Response to feelings is key, not repression. It may be tempting to push unpleasant feelings away but this might backfire in the end. A mood journal could help with this, letting it all out to a trusted friend, or distracting yourself in a healthy way. Mindfulness is a great technique to practice when you're rocked by strong emotions. Trying things like yoga, reading, or listening to music may help you. I used to have a couple go-to funny TV shows I would put on to offer distraction and comic relief when upset. Podcasts are a frequent method of choice now. Talking out loud, whether to a friend or yourself, might also be helpful as a means of "airing things out" or processing feelings. If you're comforted by scripture, here's a list of some great references to coincide with what you may be feeling.



Recognize Your Resilience

Your "stuff" today, whatever it is, seems unmanageable in a moment but this, too, will pass. As my husband reminded me the other night, we are more resilient than we think. The American Psychological Association says this about resilience:


"Psychologists define resilience as the process of adapting well in the face of adversity, trauma, tragedy, threats, or significant sources of stress—such as family and relationship problems, serious health problems, or workplace and financial stressors. As much as resilience involves “bouncing back” from these difficult experiences, it can also involve profound personal growth."
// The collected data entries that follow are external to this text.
//! Breaker simulator.
//!
//! Drives a simulated flaky dependency through the breaker gateway and prints
//! the resulting breaker state as JSON.
//!
//! ```text
//! breaker-sim --calls 2000 --failure-rate 0.6 --concurrency 32
//!     → N concurrent callers → Registry::call("simulated", ...)
//!     → summary { succeeded, failed, rejected, breakers: [...] }
//! ```

use std::net::SocketAddr;
use std::path::PathBuf;
use std::sync::atomic::{AtomicUsize, Ordering};
use std::sync::Arc;
use std::time::Duration;

use clap::Parser;
use futures_util::stream::{self, StreamExt};
use rand::Rng;
use serde_json::json;
use thiserror::Error;

use breaker_guard::config::{load_config, BreakerConfig};
use breaker_guard::observability::{logging, metrics};
use breaker_guard::{CallError, Fallback, FallbackCause, Registry, SystemClock};

#[derive(Parser)]
#[command(name = "breaker-sim")]
#[command(about = "Drive a simulated flaky dependency through a circuit breaker", long_about = None)]
struct Cli {
    /// Breaker configuration file (TOML).
    #[arg(short, long)]
    config: Option<PathBuf>,

    /// Breaker to route the simulated calls through.
    #[arg(short, long, default_value = "simulated")]
    breaker: String,

    /// Total calls to make.
    #[arg(long, default_value_t = 1000)]
    calls: usize,

    /// Probability (0.0-1.0) that a call fails.
    #[arg(long, default_value_t = 0.5)]
    failure_rate: f64,

    /// Calls in flight at once.
    #[arg(long, default_value_t = 16)]
    concurrency: usize,

    /// Simulated dependency latency per call.
    #[arg(long, default_value_t = 2)]
    latency_ms: u64,

    /// Serve Prometheus metrics on this address.
    #[arg(long)]
    metrics_address: Option<SocketAddr>,
}

#[derive(Debug, Error)]
#[error("simulated dependency failure")]
struct SimulatedFailure;

async fn flaky_dependency(failure_rate: f64, latency: Duration) -> Result<u64, SimulatedFailure> {
    let fail = rand::thread_rng().gen_bool(failure_rate.clamp(0.0, 1.0));
    tokio::time::sleep(latency).await;
    if fail {
        Err(SimulatedFailure)
    } else {
        Ok(latency.as_millis() as u64)
    }
}

#[tokio::main]
async fn main() -> Result<(), Box<dyn std::error::Error>> {
    let cli = Cli::parse();

    let config = match &cli.config {
        Some(path) => load_config(path)?,
        None => BreakerConfig::default(),
    };

    logging::init_logging(&config.observability);
    tracing::info!(
        breaker = %cli.breaker,
        calls = cli.calls,
        failure_rate = cli.failure_rate,
        concurrency = cli.concurrency,
        "breaker-sim starting"
    );

    let metrics_address = match cli.metrics_address {
        Some(addr) => Some(addr),
        None if config.observability.metrics_enabled => {
            match config.observability.metrics_address.parse() {
                Ok(addr) => Some(addr),
                Err(_) => {
                    tracing::error!(
                        metrics_address = %config.observability.metrics_address,
                        "Failed to parse metrics address"
                    );
                    None
                }
            }
        }
        None => None,
    };
    if let Some(addr) = metrics_address {
        metrics::init_metrics(addr)?;
    }

    let registry = Registry::from_config(&config, Arc::new(SystemClock))?;

    let succeeded = AtomicUsize::new(0);
    let failed = AtomicUsize::new(0);
    let rejected = AtomicUsize::new(0);
    let fallback: &Fallback<'_, SimulatedFailure> = &|cause| {
        if let FallbackCause::Rejected(err) = cause {
            tracing::trace!(reason = ?err.reason, "Call rejected");
            rejected.fetch_add(1, Ordering::Relaxed);
        }
    };
    let latency = Duration::from_millis(cli.latency_ms);

    let (registry, cli) = (&registry, &cli);
    let (succeeded, failed) = (&succeeded, &failed);
    stream::iter(0..cli.calls)
        .for_each_concurrent(cli.concurrency.max(1), move |_| async move {
            let run = flaky_dependency(cli.failure_rate, latency);
            match registry.call(&cli.breaker, run, Some(fallback)).await {
                Ok(Some(_)) => {
                    succeeded.fetch_add(1, Ordering::Relaxed);
                }
                Ok(None) => {}
                Err(CallError::Operation(_)) => {
                    failed.fetch_add(1, Ordering::Relaxed);
                }
                Err(e) => {
                    tracing::error!(error = %e, "Call not attempted");
                }
            }
        })
        .await;

    if let Some(breaker) = registry.get(&cli.breaker) {
        breaker.counter().settle().await;
    }

    let summary = json!({
        "succeeded": succeeded.load(Ordering::Relaxed),
        "failed": failed.load(Ordering::Relaxed),
        "rejected": rejected.load(Ordering::Relaxed),
        "breakers": registry.snapshots(),
    });
    println!("{}", serde_json::to_string_pretty(&summary)?);

    tracing::info!("Simulation complete");
    Ok(())
}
I love that last bit about "profound personal growth." We as human beings are already created with the incredible ability to adapt to things that may seem unfathomable. As we're told, "For the Spirit God gave us does not make us timid, but gives us power, love and self-discipline." (1 Timothy 1:7, NIV).


The APA goes on to discuss some basic principles of building resilience, including "...prioritizing relationships," fostering wellness, embracing a healthy way of thinking, and seeking help when necessary. One of the most helpful tools shared with struggling clients is to have them think back on things they've survived in the past. Standing at the bottom of an enormous mountain, we forget all the mountains that have been conquered in the past.


Call Out Those Facts

I used to be more of an idealist than a realist. A little bit of life experience has provided more balance in this department, but even so, I have a tendency to get caught up in the emotions of a hopeful event or a certain pretty picture of the future. Life could feel like a mess right now, but some things remain unshaken no matter how tumultuous the circumstances. This is why knowing the facts is so important.
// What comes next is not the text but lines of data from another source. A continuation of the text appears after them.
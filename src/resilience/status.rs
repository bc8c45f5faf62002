//! Breaker status flag.
//!
//! The only state callers consult when gating calls. Writers publish with
//! `Release` and readers observe with `Acquire`, so a caller that sees `Open`
//! also sees whatever the writer did before flipping it.

use std::fmt;
use std::sync::atomic::{AtomicU8, Ordering};

use serde::Serialize;

/// Status enum.
#[repr(u8)]
#[derive(Debug, Clone, Copy, PartialEq, Eq, Serialize)]
#[serde(rename_all = "lowercase")]
pub enum Status {
    Closed = 0,
    Open = 1,
}

impl Status {
    pub fn as_str(self) -> &'static str {
        match self {
            Status::Closed => "closed",
            Status::Open => "open",
        }
    }
}

impl From<u8> for Status {
    fn from(val: u8) -> Self {
        match val {
            1 => Status::Open,
            _ => Status::Closed,
        }
    }
}

impl fmt::Display for Status {
    fn fmt(&self, f: &mut fmt::Formatter<'_>) -> fmt::Result {
        f.write_str(self.as_str())
    }
}

/// Atomic CLOSED/OPEN flag.
#[derive(Debug)]
pub struct StatusFlag(AtomicU8);

impl StatusFlag {
    pub fn new(status: Status) -> Self {
        Self(AtomicU8::new(status as u8))
    }

    pub fn load(&self) -> Status {
        Status::from(self.0.load(Ordering::Acquire))
    }

    /// Store `status`, returning the previous value.
    pub fn swap(&self, status: Status) -> Status {
        Status::from(self.0.swap(status as u8, Ordering::AcqRel))
    }
}

impl Default for StatusFlag {
    fn default() -> Self {
        Self::new(Status::Closed)
    }
}
//! Call gateway.
//!
//! # Data Flow
//! ```text
//! call(name, run, fallback)
//!     → Registry::resolve (create breaker on first use)
//!     → Breaker::admit
//!     → run (only if admitted) → Breaker::on_outcome
//!     → fallback (rejected or failed calls only)
//! ```
//!
//! `run` is a future and is only polled when the breaker lets the call
//! through, so a rejected call never starts.

use std::future::Future;

use crate::resilience::error::{CallError, Fallback};
use crate::resilience::registry::Registry;

impl Registry {
    /// Guard `run` with the breaker called `name`.
    ///
    /// - `Ok(Some(v))`: ran and succeeded
    /// - `Ok(None)`: rejected; the fallback got a `RejectedError`
    /// - `Err(CallError::Operation(e))`: ran and failed; the fallback got `e` too
    pub async fn call<T, E, Fut>(
        &self,
        name: &str,
        run: Fut,
        fallback: Option<&Fallback<'_, E>>,
    ) -> Result<Option<T>, CallError<E>>
    where
        Fut: Future<Output = Result<T, E>>,
    {
        self.execute(name, Some(run), fallback).await
    }

    /// Like [`Registry::call`], for callers whose operation may be missing.
    pub async fn execute<T, E, Fut>(
        &self,
        name: &str,
        run: Option<Fut>,
        fallback: Option<&Fallback<'_, E>>,
    ) -> Result<Option<T>, CallError<E>>
    where
        Fut: Future<Output = Result<T, E>>,
    {
        if name.is_empty() {
            return Err(CallError::NameRequired);
        }
        let Some(run) = run else {
            return Err(CallError::OperationRequired);
        };

        let breaker = self.resolve(name)?;
        breaker
            .call(run, fallback)
            .await
            .map_err(CallError::Operation)
    }
}

/// Guard `run` with the process-wide breaker called `name`.
pub async fn call<T, E, Fut>(
    name: &str,
    run: Fut,
    fallback: Option<&Fallback<'_, E>>,
) -> Result<Option<T>, CallError<E>>
where
    Fut: Future<Output = Result<T, E>>,
{
    Registry::global().call(name, run, fallback).await
}

/// Like [`call`], for callers whose operation may be missing.
pub async fn execute<T, E, Fut>(
    name: &str,
    run: Option<Fut>,
    fallback: Option<&Fallback<'_, E>>,
) -> Result<Option<T>, CallError<E>>
where
    Fut: Future<Output = Result<T, E>>,
{
    Registry::global().execute(name, run, fallback).await
}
Here are some of my facts. In marriage, I fall back on the foundation of our faith, the covenant we made, the fact that we are two imperfect people learning to navigate life together. This helps move past a difficult moment and allow feelings to settle. In faith, I am reminded that people are going to fail and disappoint me sometimes, but the church is not why I follow Jesus; I follow Jesus because He has never left or forsaken me, just as He promises. In parenting, or career, or anything else I'm doing, I revert to the truth that I have a Helper and with that there is grace regardless of what the feelings in the moment say.


What are your facts, the solid foundation you rest upon even if feelings say otherwise? Even when you're in the midst of emotional overload, wondering when you'll get your life together, know that there is grace, growth, and hey, nobody really has it all together anyway.